Cor van Dijkum


Cornelis Johannes van Dijkum is a Dutch sociologist, consultant and academic at the Utrecht University, known for his contributions in the field of methodology for complex societal problems.

Biography

Van Dijkum obtained his MSc in Physics from the University of Amsterdam in the 1970s, and in 1988 his PhD in Social Sciences from the Utrecht University with the thesis entitled "Paradoxen : een methodologische studie naar vicieuze cirkels in denken en handelen".
After his graduation Van Dijkum had started his academic career at the Utrecht University, where he became Professor at the Department of Methodology and Statistics. He has been director of the NOSMO for about a decades. In 2000 he also founded Sokrates Consultancy and Engineering. Van Dijkum was also Editor-in-Chief of the International Scientific Journal of Methods and Models of Complexity journal.
Van Dijkum's research interests are in the field of "nonlinear modeling, computer simulation, methodology, epistemology of science, and action research health care."

Work

NOSMO

The Dutch Organization for Methodological Research in the Social Sciences started in the early 1980s as Stichting Nederlandse Organisatie voor Sociaal-Wetenschappelijk Methodologisch Onderzoek. Their initial focus was on qualitative research.
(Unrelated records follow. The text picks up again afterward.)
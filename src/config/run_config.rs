use std::fmt;
use std::path::Path;

use serde::{Deserialize, Serialize};

use crate::config::args::TrainArgs;
use crate::error::{CosalError, Result};
use crate::loss::{LossTermSet, SaliencyLossKind};
use crate::network::ModelKind;

/// Validation metric that governs best-model selection.
#[derive(Debug, Clone, Copy, PartialEq, Eq, Serialize, Deserialize)]
#[serde(rename_all = "snake_case")]
pub enum ValMetric {
    /// Mean structure measure over the test set.
    SMeasure,
    /// Maximum over thresholds of the mean enhanced-alignment measure.
    EMax,
}

impl ValMetric {
    /// Tag embedded in best-model filenames.
    pub fn file_tag(&self) -> &'static str {
        match self {
            ValMetric::SMeasure => "Smeasure",
            ValMetric::EMax => "Emax",
        }
    }
}

impl fmt::Display for ValMetric {
    fn fmt(&self, f: &mut fmt::Formatter<'_>) -> fmt::Result {
        match self {
            ValMetric::SMeasure => write!(f, "S_measure"),
            ValMetric::EMax => write!(f, "E_max"),
        }
    }
}

/// Which way a validation metric improves.
#[derive(Debug, Clone, Copy, PartialEq, Eq, Serialize, Deserialize)]
#[serde(rename_all = "snake_case")]
pub enum MetricDirection {
    HigherIsBetter,
    LowerIsBetter,
}

impl MetricDirection {
    /// Strict improvement; ties keep the earlier epoch.
    pub fn improves(&self, candidate: f64, best: Option<f64>) -> bool {
        match best {
            None => !candidate.is_nan(),
            Some(best) => match self {
                MetricDirection::HigherIsBetter => candidate > best,
                MetricDirection::LowerIsBetter => candidate < best,
            },
        }
    }
}

/// Training hyperparameters and feature flags for one run.
///
/// Built once at startup (`RunConfig::from_args`) and never mutated after.
/// A JSON file passed with `--config` supplies the base values; explicit
/// command-line values override it.
#[derive(Debug, Clone, Serialize, Deserialize)]
#[serde(default)]
pub struct RunConfig {
    pub model: ModelKind,
    /// Active loss terms.
    pub loss: LossTermSet,
    /// Deep-supervision loss variant used by the saliency term.
    pub saliency_loss: SaliencyLossKind,
    /// How many of the finest saliency maps enter the saliency term (capped at 4).
    pub loss_sal_last_layers: usize,
    pub lambda_sal: f64,
    pub lambda_cls: f64,
    pub lambda_contrast: f64,
    pub lambda_cls_mask: f64,
    pub label_smoothing: bool,
    pub self_supervision: bool,
    /// Freeze the backbone except its last block.
    pub freeze: bool,
    pub batch_size: usize,
    pub lr: f64,
    pub epochs: usize,
    /// Square input size images are resized to.
    pub size: u32,
    /// Epochs between learning-rate decays (factor 0.1).
    pub decay_step_size: usize,
    pub rand_seed: Option<u64>,
    pub validation: bool,
    /// Number of final epochs that keep a permanent weights snapshot.
    pub val_last: usize,
    /// Iterations between progress records.
    pub log_interval: usize,
    pub val_metric: ValMetric,
    pub best_direction: MetricDirection,
    /// Score every configured test set instead of only the first.
    pub validate_all_testsets: bool,
    /// Reject unsupported loss-term combinations instead of falling back to `sal`.
    pub strict_loss_terms: bool,
    /// Learning-rate multiplier for the backbone parameter group.
    pub backbone_lr_scale: f64,
    pub adam_betas: (f64, f64),
    pub num_classes: usize,
    pub hidden: usize,
}

impl Default for RunConfig {
    fn default() -> Self {
        RunConfig {
            model: ModelKind::CoSalNet,
            loss: LossTermSet::Sal,
            saliency_loss: SaliencyLossKind::Iou,
            loss_sal_last_layers: 4,
            lambda_sal: 1.0,
            lambda_cls: 3.0,
            lambda_contrast: 1.0,
            lambda_cls_mask: 1.0,
            label_smoothing: false,
            self_supervision: false,
            freeze: true,
            batch_size: 48,
            lr: 3e-4,
            epochs: 30,
            size: 224,
            decay_step_size: 300,
            rand_seed: Some(7),
            validation: true,
            val_last: 20,
            log_interval: 20,
            val_metric: ValMetric::SMeasure,
            best_direction: MetricDirection::HigherIsBetter,
            validate_all_testsets: false,
            strict_loss_terms: false,
            backbone_lr_scale: 0.01,
            adam_betas: (0.9, 0.99),
            num_classes: 291,
            hidden: 16,
        }
    }
}

impl RunConfig {
    /// Resolves the run configuration from an optional JSON file plus the
    /// command line.
    pub fn from_args(args: &TrainArgs) -> Result<RunConfig> {
        let mut config = match &args.config {
            Some(path) => RunConfig::load_json(path)?,
            None => RunConfig::default(),
        };
        if let Some(model) = &args.model {
            config.model = model.parse()?;
        }
        if let Some(loss) = &args.loss {
            config.loss = LossTermSet::resolve(loss, config.strict_loss_terms)?;
        }
        if let Some(batch_size) = args.batch_size {
            config.batch_size = batch_size;
        }
        if let Some(lr) = args.lr {
            config.lr = lr;
        }
        if let Some(epochs) = args.epochs {
            config.epochs = epochs;
        }
        if let Some(size) = args.size {
            config.size = size;
        }
        config.validate()?;
        Ok(config)
    }

    pub fn validate(&self) -> Result<()> {
        if self.batch_size == 0 {
            return Err(CosalError::Config("batch_size must be > 0".to_string()));
        }
        if self.size == 0 {
            return Err(CosalError::Config("size must be > 0".to_string()));
        }
        if self.loss_sal_last_layers == 0 {
            return Err(CosalError::Config("loss_sal_last_layers must be > 0".to_string()));
        }
        if self.decay_step_size == 0 {
            return Err(CosalError::Config("decay_step_size must be > 0".to_string()));
        }
        if self.log_interval == 0 {
            return Err(CosalError::Config("log_interval must be > 0".to_string()));
        }
        if !(self.lr > 0.0) {
            return Err(CosalError::Config(format!("lr must be positive, got {}", self.lr)));
        }
        Ok(())
    }

    /// Serializes the configuration to a pretty-printed JSON file.
    pub fn save_json(&self, path: &Path) -> Result<()> {
        let file = std::fs::File::create(path)?;
        let writer = std::io::BufWriter::new(file);
        serde_json::to_writer_pretty(writer, self)?;
        Ok(())
    }

    /// Deserializes a `RunConfig`; absent fields take their defaults.
    ///
    /// `loss` resolves once `strict_loss_terms` is known, so an unsupported
    /// combination in a lenient file falls back to `sal` like it does on the
    /// command line.
    pub fn load_json(path: &Path) -> Result<RunConfig> {
        let file = std::fs::File::open(path)?;
        let reader = std::io::BufReader::new(file);
        let mut value: serde_json::Value = serde_json::from_reader(reader)?;
        let loss = match value.as_object_mut().and_then(|fields| fields.remove("loss")) {
            Some(serde_json::Value::String(loss)) => Some(loss),
            Some(other) => {
                return Err(CosalError::Config(format!("loss must be a string, got {}", other)));
            }
            None => None,
        };
        let mut config: RunConfig = serde_json::from_value(value)?;
        if let Some(loss) = loss {
            config.loss = LossTermSet::resolve(&loss, config.strict_loss_terms)?;
        }
        Ok(config)
    }
}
Over the years working groups were created around the following subjects:
Notable academics who cooperated in NOSMO beside Van Dijkum were Gerhard van de Bunt, Dorien DeTombe, Stasja Draisma, Frans van Eijnatten, Henk Flap, Joop Hox, Edith de Leeuw, Cora Maas, Gerty Lensvelt-Mulders, Han Oud, Tom Snijders and Fred Wester.
One of the offspring of NOSMO is the KWALON platform for qualitative research, and the journals Journal for the improvement of methodology in applied research and International Scientific Journal of Methods and Models of Complexity.

Complexity science

In his 2013 speech on the EURO Mini-Conference Graz 2013, entitled "Complexity is more than complicated," Van Dijkum stipulated that:
... social scientists realized in the last decennia, inspired by colleagues in the natural sciences, that many phenomena in the social world can be viewed as complex social systems.

And furthermore:

Through systems theory one recognizes that events are interrelated, interact with each other and make up systems. With dynamic systems theory one understand that social systems evolve in time, moved by cause-effect relations between events that can be described mathematically in differential equations."

Van Dijkum believed that "with the idea of ‘complex social systems’ one comprehend that those differential equations are non linear, reflecting systems that are difficult to follow and predict, just as many phenomena in the world. It is the start of a promising program of research in the social sciences including system dynamics."